# Week 2 How to decide to use "*" or "np.dot( )" when calculating formula

I’ll try to answer that at a couple of different levels, since I’m not sure which level you’re asking about.

High level first: the point is that what we are doing here is converting mathematical formulas into Linear Algebra operations and then converting those into python/numpy code. So the first step is that you have to understand what the math is telling you to do. Elementwise multiply (* or np.multiply) and dot product style matrix multiplication (np.dot) are completely different operations. I hope you are not asking what the difference is there: you need to be familiar with basic Linear Algebra as a prerequisite here. If you don’t know how dot product matrix multiply works, you should put this course on hold and have a look at some of the excellent Linear Algebra courses out there on the web. E.g. the Khan Academy one is a great place to start.

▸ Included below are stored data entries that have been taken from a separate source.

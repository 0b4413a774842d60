//! Shared identifier aliases and clock helpers.

use std::time::{SystemTime, UNIX_EPOCH};

/// Competition identifier.
pub type CompetitionId = String;
/// Reservation identifier.
pub type ReservationId = String;
/// Studio identifier.
pub type StudioId = String;
/// Acting user identifier.
pub type UserId = String;
/// Monotonic ledger row identifier assigned by the store.
pub type LedgerEntryId = i64;
/// Token count. Signed so ledger deltas and counters share one type.
pub type Tokens = i64;

/// Wall-clock milliseconds since the Unix epoch.
pub fn now_ms() -> u64 {
    SystemTime::now()
        .duration_since(UNIX_EPOCH)
        .map(|d| d.as_millis() as u64)
        .unwrap_or(0)
}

Medium level: One really helpful thing is to realize the notational conventions that Prof Ng uses. If he means “elementwise” multiply, he will always explicitly use “*” as the operator in the mathematical expression. When he means “dot product” style, he just writes the matrices or vectors adjacent to each other with no explicit operator. So in this expression:

Z = w^TX + b

The operation between w^T and X is “real” matrix multiply (dot product style). If it were up to me, I like using the equivalent of the LaTeX “cdot” operator like this, which makes it a bit clearer (IMHO):

Z = w^T \cdot X + b

But Prof Ng didn’t ask my opinion and he’s the boss, so we just have to understand his notation.

Low level: The other clue is just to look at the dimensions of the objects. For “dot product” multiply, the “inner” dimensions need to be the same. Dotting m x k with k x n gives you a result that is m x n. For elementwise multiplication (or any other elementwise operation like +, - or /), the two objects need to have exactly the same shape or be “broadcastable” to the same shape. What numpy means by “broadcasting” is that if one of the operands is a vector that matches either the row or column dimension of the other operand, it will duplicate the vector to create another matrix the same shape as the first one. Here’s an example:

np.random.seed(42)
A = np.random.rand(3,4)
print("A = " + str(A))
b = np.ones((3,1)) * 10
print("b.shape = " + str(b.shape))
print("b = " + str(b))
C = A * b
print("C = " + str(C))


Running that gives this:

A = [[0.37454012 0.95071431 0.73199394 0.59865848]
[0.15601864 0.15599452 0.05808361 0.86617615]
[0.60111501 0.70807258 0.02058449 0.96990985]]
b.shape = (3, 1)
b = [[10.]
[10.]
[10.]]
C = [[3.74540119 9.50714306 7.31993942 5.98658484]
[1.5601864  1.5599452  0.58083612 8.66176146]
[6.01115012 7.08072578 0.20584494 9.69909852]]


So that is an example of “broadcasting” in action: numpy expanded b to be a 3 x 4 matrix before the elementwise multiply operation.